Utrata płynności finansowej to problem wielu firm. Nawet podmioty, które maja gotówkę, nie przestrzegają terminów płatniczych, co może prowadzić do groźnych zatorów finansowych. Dane statystyczne dowodzą, że liczba przeterminowanych długów stale rośnie. W dużej mierze przyczyniła się do tego pandemia, jednak nie można pominąć również innych czynników. Prognozy nie są zbyt dobre – prezes KRD zdradza, że ożywienie gospodarcze jest widoczne, jednak nie można powiedzieć, czy zmieni ono nawyki przedsiębiorców.
Złe relacje biznesowe
Relacje biznesowe pomiędzy przedsiębiorstwami nie są najlepsze. Głównym powodem nie jest jednak brak płynności finansowej. Dane NBP ukazują, że duże spółki mają odłożone więcej niż 336 mld zł, co jest znakomitym wynikiem. Kłopoty z płatnościami mają inne podłoże. Przyjmuje się, że co trzeci biznes nie odbudował się po ostatnim zamrożeniu gospodarki. Dotyczy to takich branż, jak m.in. gastronomiczna, hotelarska, handlowa. Za przeterminowane płatności odpowiadają przede wszystkim mniejsze podmioty, które dotknął kryzys covidowy.
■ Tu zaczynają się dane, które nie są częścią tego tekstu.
//! joulemeter - measure the energy of a single command.
//!
//! Runs the command once, records energy and timing as one CSV row and
//! prints a summary. The command's own stdout is passed through unless
//! `--capture-stdout` is given. The exit code reflects the harness only, never the
//! measured command.
//!
//! Usage:
//!   joulemeter "pytest tests/ml_model.py"            # perf stat, human report
//!   joulemeter --csv -- cargo test --release         # perf stat -x, with time events
//!   joulemeter -s direct -o rapl.csv "make bench"    # RAPL counter before/after

use clap::Parser;
use tracing::{Level, error, info, warn};
use tracing_subscriber::EnvFilter;

use joulemeter::collector::energy::DEFAULT_ACCOUNTING_PATH;
use joulemeter::collector::perf::DEFAULT_ENERGY_EVENT;
use joulemeter::collector::{RealFs, ShellRunner, ToolInvocation};
use joulemeter::fmt::format_summary;
use joulemeter::{MeasureConfig, Measurer, OutputSchema, ResultSink, Strategy};

/// Default result file.
const DEFAULT_OUTPUT: &str = "energy_results.csv";

/// Energy measurement harness.
#[derive(Parser)]
#[command(name = "joulemeter", about = "Measure the energy of a command", version)]
struct Args {
    /// Command to measure, interpreted by `sh -c`. Several words are joined with spaces.
    #[arg(
        required = true,
        num_args = 1..,
        trailing_var_arg = true,
        value_name = "COMMAND"
    )]
    command: Vec<String>,

    /// CSV file the result row is appended to.
    #[arg(short, long, default_value = DEFAULT_OUTPUT)]
    output: String,

    /// Accounting strategy: `perf` (wrap the command in perf stat) or `direct` (read the RAPL counter).
    #[arg(short, long, default_value = "perf")]
    strategy: Strategy,

    /// Energy counter file for the direct strategy.
    #[arg(long, default_value = DEFAULT_ACCOUNTING_PATH)]
    rapl_path: String,

    /// perf binary for the perf strategy.
    #[arg(long, default_value = "perf")]
    perf: String,

    /// Energy event for the perf strategy.
    #[arg(short, long, default_value = DEFAULT_ENERGY_EVENT)]
    event: String,

    /// Ask perf for machine CSV output (also collects duration/user/system time events).
    #[arg(long)]
    csv: bool,

    /// Count only the measured process tree instead of system wide.
    #[arg(long)]
    no_system_wide: bool,

    /// Capture the measured command's stdout (shown with -v) instead of passing it through.
    #[arg(long)]
    capture_stdout: bool,

    /// Result file layout: `full` or `simple`. Defaults to the strategy's layout.
    #[arg(long, value_name = "SCHEMA")]
    schema: Option<OutputSchema>,

    /// Increase logging verbosity (-v for debug, -vv for trace). Default is warn level.
    #[arg(short, long, action = clap::ArgAction::Count)]
    verbose: u8,

    /// Quiet mode - only show errors.
    #[arg(short, long)]
    quiet: bool,
}

/// Initializes the tracing subscriber on stderr.
fn init_logging(verbose: u8, quiet: bool) {
    let level = if quiet {
        Level::ERROR
    } else {
        match verbose {
            0 => Level::WARN,
            1 => Level::DEBUG,
            _ => Level::TRACE,
        }
    };

    let mut filter = EnvFilter::from_default_env();
    if let Ok(directive) = format!("joulemeter={}", level).parse() {
        filter = filter.add_directive(directive);
    }

    tracing_subscriber::fmt()
        .with_env_filter(filter)
        .with_target(false)
        .with_writer(std::io::stderr)
        .init();
}

fn build_config(args: &Args) -> MeasureConfig {
    let mut tool = if args.csv {
        ToolInvocation::machine_csv()
    } else {
        ToolInvocation::default()
    };
    tool.program = args.perf.clone();
    tool.energy_event = args.event.clone();
    tool.system_wide = !args.no_system_wide;

    let mut config = MeasureConfig::new(args.strategy)
        .with_accounting_path(&args.rapl_path)
        .with_tool(tool);
    if let Some(schema) = args.schema {
        config = config.with_schema(schema);
    }
    config
}

fn main() {
    let args = Args::parse();

    init_logging(args.verbose, args.quiet);

    let command = args.command.join(" ");
    let config = build_config(&args);
    info!(
        "Config: strategy={}, output={}, schema={:?}",
        config.strategy, args.output, config.schema
    );

    // The measured command shares our process group: let Ctrl-C stop it
    // while the harness stays alive to record what was consumed.
    if let Err(e) = ctrlc::set_handler(|| {
        info!("Received interrupt, waiting for measured command to exit");
    }) {
        warn!("Failed to set Ctrl-C handler: {}", e);
    }

    let sink = ResultSink::new(&args.output, config.schema);
    let runner = ShellRunner::new().with_captured_stdout(args.capture_stdout);
    let mut measurer = Measurer::new(config, RealFs::new(), runner);

    let measurement = match measurer.measure(&command) {
        Ok(m) => m,
        Err(e) => {
            error!("Measurement aborted: {}", e);
            eprintln!("Error: {}", e);
            std::process::exit(1);
        }
    };

    println!("{}", format_summary(&measurement));

    if let Err(e) = sink.append(&measurement.record) {
        error!("{}", e);
        eprintln!("Error: {}", e);
        std::process::exit(1);
    }
    info!("Result appended to {}", sink.path().display());
}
Nieetyczne zachowania firm
Pandemia sprawiła, że wiele przedsiębiorstw robi wszystko, aby przetrwać na rynku. Skutkuje to wieloma nieestetycznymi zachowaniami. Niektóre podmioty lekceważąco podchodzą do kontrahentów. Czwarta fala koronawirusa nadchodzi wielkimi krokami. Przedsiębiorcy chcą się na nią przygotować poprzez magazynowanie środków finansowych „na czarną godzinę”. Nie zważają oni na to, że zaniechanie płatności negatywnie wpływa na kondycję partnera biznesowego.